On measurements, goals, and how systems are shaped by the metrics you chase

Noah here. If you’ve spent any time in the corporate world you’ve surely encountered Goodhart’s Law. Named after British economist Charles Goodhart, it is typically described as "When a measure becomes a target, it ceases to be a good measure." In other words, as soon as you turn a metric into a goal, its usefulness decreases. This is not an argument against measurement, but a warning about how the act of measuring can change perceptions, incentives, and, most importantly, actions.

The most common version of Goodhart’s is best told through a story of a possibly fictional Soviet-era nail factory:

Once upon a time, there was a factory in the Soviet Union that made nails. Unfortunately, Moscow set quotas on their nail production, and they began working to meet the quotas as described, rather than doing anything useful. When they set quotas by quantity, they churned out hundreds of thousands of tiny, useless nails. When Moscow realized this was not useful and set a quota by weight instead, they started building big, heavy railroad spike-type nails that weighed a pound each.

David Manheim, who has written a bunch on Goodhart’s Law called this kind of fudging the numbers “munchkin-ing”. “You have to put a lot of things in place to make sure that you can trust the numbers that come out of a system where you're paying people or motivating them,” he explained on an episode of the podcast Rationally Speaking from last year. “Or in the Soviet case, threatening to throw them in the Gulag if they don't manage to do what you want them to. It's really hard to get them not to play games then.” 

When we talk about systems that involve motivating people at some level (which almost all do), we can’t ignore the effects of Goodhart’s Law on the output.

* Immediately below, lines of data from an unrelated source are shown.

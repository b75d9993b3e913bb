use crate::numerical::plot_data::PlotBundle;
use csv::Writer;
use std::fs::File;
use std::io;
use std::path::Path;

/// Column titles for the bundle: x, f(x), then f^(n)(x) and F(x) when present.
pub fn plot_bundle_headers(bundle: &PlotBundle) -> Vec<String> {
    let mut headers = vec!["x".to_string(), "f(x)".to_string()];
    if bundle.derivative.is_some() {
        headers.push(format!("f^({})(x)", bundle.derivative_order));
    }
    if bundle.integral.is_some() {
        headers.push("F(x)".to_string());
    }
    headers
}

/// Writes the sampled curves of `bundle` as CSV, one row per grid point. Undefined samples are
/// written as `NaN`.
pub fn save_plot_bundle_to_csv(bundle: &PlotBundle, filename: &Path) -> io::Result<()> {
    let file = File::create(filename)?;
    let mut writer = Writer::from_writer(file);

    writer.write_record(&plot_bundle_headers(bundle))?;

    let optional_columns: Vec<_> = [&bundle.derivative, &bundle.integral]
        .into_iter()
        .flatten()
        .collect();
    for (i, (x, y)) in bundle.function.points().enumerate() {
        let mut row_data = vec![x.to_string(), y.to_string()];
        row_data.extend(optional_columns.iter().map(|set| set.y[i].to_string()));
        writer.write_record(&row_data)?;
    }

    writer.flush()?;
    Ok(())
}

If you’ve worked in a product organization that focuses on features instead of impact, or ever taken a class where your paper was measured on page count instead of depth of understanding, you can attest to the ways people will game the system. That is, they’ll build more features and extend the margins to ensure they deliver on the measured goal.

Why is this interesting?

As our national focus shifted from COVID to the police, I was reminded of Reply All’s excellent two-parter on CompStat, the system developed in the mid-90s by the NYPD for measuring and managing crime. The system involved tracking all the crime in the city and then regularly reporting it back to the bosses of the city’s police department. Here’s how the meetings were described on Reply All:

Police chiefs, like 50-year-old men, would vomit in the bathroom before CompStat meetings. They would try to find friends in the department who could tip them off to see if they were up next. These were guys who lived in neighborhoods where they ran little armies of 300 men who had to obey every single one of their orders, who could never question them about anything. And now, they had to go to this other room, where they stood in front of a guy in a bowtie, surrounded by everybody they'd ever wanted to impress, 200 of their scariest peers, and they just got their lives nitpicked apart. They got asked the kind of follow-up questions you ask somebody on their first day of the job when you're convinced they know nothing. And if they couldn't answer those questions right, they were humiliated. And then they were fired. One chief told a reporter, "If they're going to keep having these meetings, they should really have us check our guns at the door." 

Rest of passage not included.